# Question 1: Manual Value Iteration

- Initialize Value Function: $v_0(s_1) = 10, v_0(s_2)=1, v_0(s_3)$.
- Iteration 1: 

$$\begin{aligned}
q_1(s_1, a_1) &= 8 +0.2*10+0.6*1+0=10.6\\
q_1(s_1, a_2) &= 10 +0.1*10+0.2*1+0=11.2\\
v_1(s_1) &= max(10.6, 11.2) = 11.2\\
\pi_1(s_1) &= a_2
\end{aligned}$$

$$\begin{aligned}
q_1(s_2, a_1) &= 1 +0.3*10+0.3*1+0=4.3\\
q_1(s_2, a_2) &= -1 +0.5*10+0.3*1+0=4.3\\
v_1(s_2) &= max(4.3, 4.3) = 4.3\\
\pi_1(s_2) &= a_1
\end{aligned}$$

- Iteration 2:

$$\begin{aligned}
q_2(s_1, a_1) &= 8 +0.2*11.2+0.6*4.3+0=12.82\\
q_2(s_1, a_2) &= 10 +0.1*11.2+0.2*4.3+0=11.98\\
v_2(s_1) &= max(12.82, 11.98) = 12.82\\
\pi_2(s_1) &= a_1
\end{aligned}$$

$$\begin{aligned}
q_2(s_2, a_1) &= 1 +0.3*11.2+0.3*4.3+0=5.65\\
q_2(s_2, a_2) &= -1 +0.5*11.2+0.3*4.3+0=5.89\\
v_2(s_2) &= max(5.65,5.89) =5.89\\
\pi_2(s_2) &= a_2
\end{aligned}$$

- Why only needs k=2:
$$\begin{aligned}
q_k(s_1, a_1) - q_k(s_1, a_2) &= 8-10 + (0.2-0.1)v_{k-1}(s_1)+ (0.6-0.2)v_{k-1}(s_2)\\
&= -2 + 0.1v_{k-1}(s_1)+ 0.4 v_{k-1}(s_2) ~ \text{for all } k\geq 1\\
q_k(s_2, a_1) - q_k(s_2, a_2) &= 1-(-1) + (0.3-0.5)v_{k-1}(s_1)+ (0.3-0.3)v_{k-1}(s_2)\\
&= 2 -0.2v_{k-1}(s_1) ~ \text{for all } k\geq 1
\end{aligned}$$

Since $v_k(s_1) \geq 12.82$ and $v_k(s_2) \geq 5.89$ for all $k \geq 3$, we have
$$\begin{aligned}
q_k(s_1, a_1) - q_k(s_1, a_2) \geq -2 + 0.1*12.82+ 0.4 *5.89 = 1.638 >0 ~ \text{for all } k\geq 3\\
q_k(s_2, a_1) - q_k(s_2, a_2) \leq 2 -0.2*12.82 = -0.56 <0  ~ \text{for all } k\geq 3
\end{aligned}$$

Hence $q_k(s_1, a_1) >q_k(s_1, a_2)$ and  $q_k(s_2, a_2) >q_k(s_2, a_1)$ for all $k\geq 3$. Therefore we have $\pi_k(s_1) = a_1$ and $\pi_k(s_2) = a_2$ for all $k\geq3$.

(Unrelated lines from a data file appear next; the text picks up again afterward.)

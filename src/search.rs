//! Debounced search box.

use std::time::Duration;

use crate::config::UiConfig;
use crate::debounce::Debouncer;
use crate::page::Element;

pub const LOADING_HTML: &str = r#"<div class="text-center"><div class="loading"></div></div>"#;
pub const PLACEHOLDER_HTML: &str =
    r#"<div class="alert alert-info">Search functionality would be implemented here.</div>"#;

/// Renders search state into the results area.
#[derive(Debug, Clone)]
pub struct SearchBox {
    results: Option<Element>,
    min_chars: usize,
    placeholder_delay: Duration,
}

impl SearchBox {
    pub fn new(results: Option<Element>, config: &UiConfig) -> Self {
        Self {
            results,
            min_chars: config.search_min_chars,
            placeholder_delay: config.search_placeholder_delay(),
        }
    }

    pub async fn perform_search(&self, query: &str) {
        let Some(results) = &self.results else {
            return;
        };

        // Length in UTF-16 units, as the browser reports it
        if query.encode_utf16().count() < self.min_chars {
            results.set_inner_html("");
            return;
        }

        #[cfg(feature = "tracing")]
        tracing::debug!(query_len = query.len(), "search started");

        results.set_inner_html(LOADING_HTML);
        tokio::time::sleep(self.placeholder_delay).await;
        results.set_inner_html(PLACEHOLDER_HTML);
    }
}

/// Input handler for the `search` field.
pub struct SearchBinding {
    debouncer: Debouncer<String>,
}

impl SearchBinding {
    pub fn new(search: SearchBox, wait: Duration) -> Self {
        let debouncer = Debouncer::new(wait, move |query: String| {
            let search = search.clone();
            async move { search.perform_search(&query).await }
        });
        Self { debouncer }
    }

    pub fn on_input(&self, value: &str) {
        self.debouncer.call(value.to_string());
    }
}

#[cfg(test)]
mod tests {
    use super::*;
    use tokio::time::sleep;

    fn search_box() -> (SearchBox, Element) {
        let results = Element::new("div").with_id("search-results").with_html("old");
        (SearchBox::new(Some(results.clone()), &UiConfig::default()), results)
    }

    #[tokio::test(start_paused = true)]
    async fn test_short_query_clears_results() {
        let (search, results) = search_box();
        search.perform_search("a").await;
        assert_eq!(results.inner_html(), "");

        sleep(Duration::from_millis(600)).await;
        assert_eq!(results.inner_html(), "");
    }

    #[tokio::test(start_paused = true)]
    async fn test_query_length_counts_utf16_units() {
        let (search, results) = search_box();
        let task = tokio::spawn(async move { search.perform_search("🎓").await });

        sleep(Duration::from_millis(1)).await;
        assert_eq!(results.inner_html(), LOADING_HTML);
        task.await.unwrap();
        assert_eq!(results.inner_html(), PLACEHOLDER_HTML);
    }

    #[tokio::test(start_paused = true)]
    async fn test_query_shows_loading_then_placeholder() {
        let (search, results) = search_box();
        let task = tokio::spawn(async move { search.perform_search("ab").await });

        sleep(Duration::from_millis(1)).await;
        assert_eq!(results.inner_html(), LOADING_HTML);

        sleep(Duration::from_millis(498)).await;
        assert_eq!(results.inner_html(), LOADING_HTML);

        sleep(Duration::from_millis(2)).await;
        assert_eq!(results.inner_html(), PLACEHOLDER_HTML);
        task.await.unwrap();
    }

    #[tokio::test(start_paused = true)]
    async fn test_missing_results_area_is_noop() {
        let search = SearchBox::new(None, &UiConfig::default());
        search.perform_search("alumni").await;
    }

    #[tokio::test(start_paused = true)]
    async fn test_binding_debounces_keystrokes() {
        let (search, results) = search_box();
        let binding = SearchBinding::new(search, Duration::from_millis(300));

        binding.on_input("j");
        sleep(Duration::from_millis(100)).await;
        binding.on_input("jo");
        sleep(Duration::from_millis(299)).await;
        assert_eq!(results.inner_html(), "old");

        sleep(Duration::from_millis(2)).await;
        assert_eq!(results.inner_html(), LOADING_HTML);

        sleep(Duration::from_millis(500)).await;
        assert_eq!(results.inner_html(), PLACEHOLDER_HTML);
    }

    #[tokio::test(start_paused = true)]
    async fn test_binding_short_final_query_clears() {
        let (search, results) = search_box();
        let binding = SearchBinding::new(search, Duration::from_millis(300));

        binding.on_input("jo");
        sleep(Duration::from_millis(50)).await;
        binding.on_input("j");
        sleep(Duration::from_millis(400)).await;
        assert_eq!(results.inner_html(), "");
    }
}
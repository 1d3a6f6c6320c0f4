//! Character variety sections - lowercase, uppercase, digits, symbols.
//!
//! Classes are ASCII ranges: anything outside `[a-zA-Z0-9]` is a symbol,
//! accented letters included.

use secrecy::{ExposeSecret, SecretString};
use super::SectionResult;

fn contains(password: &SecretString, class: impl Fn(char) -> bool) -> bool {
    password.expose_secret().chars().any(class)
}

pub fn lowercase_section(password: &SecretString) -> SectionResult {
    if contains(password, |c| c.is_ascii_lowercase()) {
        None
    } else {
        Some("Missing: lowercase")
    }
}

pub fn uppercase_section(password: &SecretString) -> SectionResult {
    if contains(password, |c| c.is_ascii_uppercase()) {
        None
    } else {
        Some("Missing: uppercase")
    }
}

pub fn digit_section(password: &SecretString) -> SectionResult {
    if contains(password, |c| c.is_ascii_digit()) {
        None
    } else {
        Some("Missing: numbers")
    }
}

pub fn symbol_section(password: &SecretString) -> SectionResult {
    if contains(password, |c| !c.is_ascii_alphanumeric()) {
        None
    } else {
        Some("Missing: special characters")
    }
}
//! Password strength evaluator - score and indicator mapping.

use secrecy::SecretString;

use crate::page::Element;
use crate::sections::{
    SectionResult, digit_section, length_section, lowercase_section, symbol_section,
    uppercase_section,
};

const STRENGTH_LABELS: [&str; 5] = ["Very Weak", "Weak", "Fair", "Good", "Strong"];
const STRENGTH_COLORS: [&str; 5] = ["danger", "warning", "info", "success", "success"];
const NEUTRAL_COLOR: &str = "secondary";

/// Number of satisfied sections, `0..=5`.
#[derive(Debug, Clone, Copy, PartialEq, Eq, PartialOrd, Ord)]
pub struct StrengthScore(u8);

impl StrengthScore {
    pub const MAX: u8 = 5;

    pub fn new(value: u8) -> Self {
        Self(value.min(Self::MAX))
    }

    pub fn value(&self) -> u8 {
        self.0
    }

    /// Severity label; empty for a score of zero.
    pub fn label(&self) -> &'static str {
        self.slot().map(|i| STRENGTH_LABELS[i]).unwrap_or("")
    }

    pub fn color(&self) -> &'static str {
        self.slot().map(|i| STRENGTH_COLORS[i]).unwrap_or(NEUTRAL_COLOR)
    }

    /// Class applied to the indicator badge.
    pub fn badge_class(&self) -> String {
        format!("badge bg-{}", self.color())
    }

    fn slot(&self) -> Option<usize> {
        (self.0 as usize)
            .checked_sub(1)
            .filter(|i| *i < STRENGTH_LABELS.len())
    }
}

/// Score plus the reason of every unmet section.
#[derive(Debug, Clone, PartialEq, Eq)]
pub struct StrengthEvaluation {
    pub score: StrengthScore,
    pub reasons: Vec<String>,
}

/// Evaluates password strength.
///
/// # Arguments
/// * `password` - The password to evaluate
///
/// # Returns
/// A `StrengthEvaluation` with one point per satisfied section.
pub fn evaluate_password_strength(password: &SecretString) -> StrengthEvaluation {
    // Orchestrator: execute sections in sequence
    let sections: [(&str, fn(&SecretString) -> SectionResult); 5] = [
        ("length", length_section),
        ("lowercase", lowercase_section),
        ("uppercase", uppercase_section),
        ("digit", digit_section),
        ("symbol", symbol_section),
    ];

    let mut satisfied = 0u8;
    let mut reasons = Vec::new();
    for (section_name, section_fn) in sections {
        let result = section_fn(password);

        #[cfg(feature = "tracing")]
        tracing::trace!(section = section_name, passed = result.is_none(), "strength section");
        #[cfg(not(feature = "tracing"))]
        let _ = section_name;

        match result {
            Some(reason) => reasons.push(reason.to_string()),
            None => satisfied += 1,
        }
    }

    StrengthEvaluation {
        score: StrengthScore::new(satisfied),
        reasons,
    }
}

/// Shorthand for the bare score.
pub fn check_password_strength(password: &SecretString) -> StrengthScore {
    evaluate_password_strength(password).score
}

/// Keeps the `password-strength` badge in sync with the `password` input.
#[derive(Debug, Clone)]
pub struct PasswordStrengthMeter {
    input: Element,
    indicator: Option<Element>,
}

impl PasswordStrengthMeter {
    pub fn new(input: Element, indicator: Option<Element>) -> Self {
        Self { input, indicator }
    }

    /// Input handler: re-scores the current value.
    pub fn on_input(&self) -> StrengthScore {
        let password = SecretString::new(self.input.value().into());
        let score = check_password_strength(&password);
        if let Some(indicator) = &self.indicator {
            indicator.set_text_content(score.label());
            indicator.set_class_name(&score.badge_class());
        }
        score
    }
}
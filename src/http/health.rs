use axum::{extract::State, Json};
use chrono::Utc;
use serde::Serialize;

use super::AppState;
use crate::cache::CacheStats;

#[derive(Debug, Serialize)]
pub struct HealthResponse {
    pub status: &'static str,
    pub timestamp: String,
    /// Seconds since startup
    pub uptime: f64,
    pub environment: String,
    pub version: &'static str,
    pub cache: CacheStats,
}

pub async fn health(State(state): State<AppState>) -> Json<HealthResponse> {
    Json(HealthResponse {
        status: "ok",
        timestamp: Utc::now().to_rfc3339(),
        uptime: state.started_at.elapsed().as_secs_f64(),
        environment: state.environment.to_string(),
        version: env!("CARGO_PKG_VERSION"),
        cache: state.service.cache_stats().await,
    })
}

# Question 2: Frog Croaking revisited

(refer back to Q3 on Assignment 3)

Task: 
- Compute Optimal Value Function and Optimal Policy Using Policy Iteration Algorithm & Value Iteration Algorithm;  - Analyze computational efficiency in terms of speed of convergence to the optimal value function. 
- How do those 2 iteration methods compare with brute force method of evaluating MDP for $2^{n-1}$ determimistic policy in previous assignment?
- Plot graphs of convergence for different values of n.

In [4]:
import sys
sys.path
sys.path.append('/Users/mulingsi/Desktop/MSE346/RL-book/')
from dataclasses import dataclass
from typing import Tuple, Dict
from rl.markov_decision_process import FiniteMarkovDecisionProcess
from rl.markov_decision_process import FinitePolicy, StateActionMapping
from rl.markov_process import FiniteMarkovProcess, FiniteMarkovRewardProcess
from rl.distribution import Categorical, Constant
from scipy.stats import poisson

In [5]:
@dataclass(frozen=True)
class LilypadState:
    lilypad: int
        
LilypadSoundMapping = StateActionMapping[LilypadState, str]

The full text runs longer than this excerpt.